One goal of the LEI is to have it "persist over the life of an entity regardless of corporate actions or other business or structural changes". In the above noted requirements list that would mean the name, address, country of incorporation, and the entity status might all change several times with the LEI remaining constant. However, when the legal entity ceased and a new legal entity assumed the operations, the LEI would change. Events such as the following are likely to cause a legal entity to change:
Keeping track of relations linked through LEIs will be exceptionally challenging.
One major impetus for the development of the LEI is the perceived need to assemble consolidated audit trails quickly of security transactions: who bought and who sold what, when, and who were all the intermediaries and "bottom line" owners? This can be accomplished today, however it takes a great deal of manual time and effort as the data is very widely distributed. It must be more or less manually collected and hand assembled. As of today there are formidable alignment challenges. The LEI is proposed to greatly simplify and automate that process.
Another impetus for the LEI is to more quickly and accurately determine potential domino scenarios. One single LEI fails unexpectedly, what is the domino like linkage pattern likely to be? What other LEIs are potentially effected and how might that all ripple out?
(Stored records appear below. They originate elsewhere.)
//! CLI Exit Codes
//!
//! Exit codes for scripted and CI runs.

use crate::config::ConfigError;
use crate::core::connector::ConnectError;
use crate::core::corpus::CorpusError;
use crate::core::report::SuiteReport;
use crate::core::session::SessionError;
use crate::core::transport::TransportError;
use std::process::ExitCode;

/// Exit code constants
#[derive(Debug, Clone, Copy, PartialEq, Eq)]
pub struct ExitCodes;

impl ExitCodes {
    /// Success
    pub const SUCCESS: u8 = 0;

    /// General error
    pub const ERROR: u8 = 1;

    /// Invalid arguments
    pub const INVALID_ARGS: u8 = 2;

    /// Connection failed
    pub const CONNECTION_FAILED: u8 = 3;

    /// A test hung waiting for the sentinel
    pub const TIMEOUT: u8 = 4;

    /// Test file not found
    pub const FILE_NOT_FOUND: u8 = 6;

    /// Configuration error
    pub const CONFIG_ERROR: u8 = 8;

    /// Link failed during the run
    pub const PROTOCOL_ERROR: u8 = 9;
}

/// CLI operation result
#[derive(Debug)]
pub enum CliResult {
    /// Success with optional message
    Success(Option<String>),

    /// Error with code and message
    Error(u8, String),
}

impl CliResult {
    /// Plain success
    pub fn success() -> Self {
        Self::Success(None)
    }

    /// Success with a closing message
    pub fn success_with_message(msg: impl Into<String>) -> Self {
        Self::Success(Some(msg.into()))
    }

    /// Failure with an explicit code
    pub fn error(code: u8, msg: impl Into<String>) -> Self {
        Self::Error(code, msg.into())
    }

    /// Outcome of a finished suite run
    pub fn from_report(report: &SuiteReport) -> Self {
        if report.is_success() {
            Self::success_with_message(report.summary())
        } else {
            Self::Error(ExitCodes::TIMEOUT, report.summary())
        }
    }

    /// Get exit code
    pub fn code(&self) -> u8 {
        match self {
            Self::Success(_) => ExitCodes::SUCCESS,
            Self::Error(code, _) => *code,
        }
    }

    /// Get message
    pub fn message(&self) -> Option<&str> {
        match self {
            Self::Success(Some(msg)) | Self::Error(_, msg) => Some(msg),
            Self::Success(None) => None,
        }
    }

    /// Convert to ExitCode
    pub fn to_exit_code(&self) -> ExitCode {
        ExitCode::from(self.code())
    }

    /// Is success?
    pub fn is_success(&self) -> bool {
        matches!(self, Self::Success(_))
    }
}

impl From<ConnectError> for CliResult {
    fn from(err: ConnectError) -> Self {
        let code = match &err {
            ConnectError::Fatal {
                source: TransportError::InvalidConfiguration(_),
                ..
            } => ExitCodes::CONFIG_ERROR,
            _ => ExitCodes::CONNECTION_FAILED,
        };
        Self::Error(code, err.to_string())
    }
}

impl From<SessionError> for CliResult {
    fn from(err: SessionError) -> Self {
        match err {
            SessionError::Corpus(e) => e.into(),
            SessionError::Transport(e) => Self::Error(ExitCodes::PROTOCOL_ERROR, e.to_string()),
        }
    }
}

impl From<CorpusError> for CliResult {
    fn from(err: CorpusError) -> Self {
        let code = match err {
            CorpusError::NotFound { .. } => ExitCodes::FILE_NOT_FOUND,
            CorpusError::Unreadable { .. } | CorpusError::ListUnreadable { .. } => ExitCodes::ERROR,
        };
        Self::Error(code, err.to_string())
    }
}

impl From<std::io::Error> for CliResult {
    fn from(err: std::io::Error) -> Self {
        use std::io::ErrorKind;

        let code = match err.kind() {
            ErrorKind::NotFound => ExitCodes::FILE_NOT_FOUND,
            ErrorKind::ConnectionRefused => ExitCodes::CONNECTION_FAILED,
            ErrorKind::TimedOut => ExitCodes::TIMEOUT,
            _ => ExitCodes::ERROR,
        };

        Self::Error(code, err.to_string())
    }
}

impl From<ConfigError> for CliResult {
    fn from(err: ConfigError) -> Self {
        Self::Error(ExitCodes::CONFIG_ERROR, err.to_string())
    }
}

/// Exit code description
pub fn exit_code_description(code: u8) -> &'static str {
    match code {
        0 => "Success",
        1 => "General error",
        2 => "Invalid arguments",
        3 => "Connection failed",
        4 => "Test hung",
        6 => "Test file not found",
        8 => "Configuration error",
        9 => "Link error during run",
        _ => "Unknown error",
    }
}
Alternatively, LEIs might be each coded for a very broad array of systemic risk exposure attributes. Then scenarios to run might be, for example, "California residential real estate plummets 30% inside a 90 day window" which LEI entities are hurt? And, most important from a systemic risk prospective, what is the LEI linked ripple effect out from there?
Bank / Broker codes (Likely to become obsolete with LEI)
Market Identification Codes (likely to become obsolete)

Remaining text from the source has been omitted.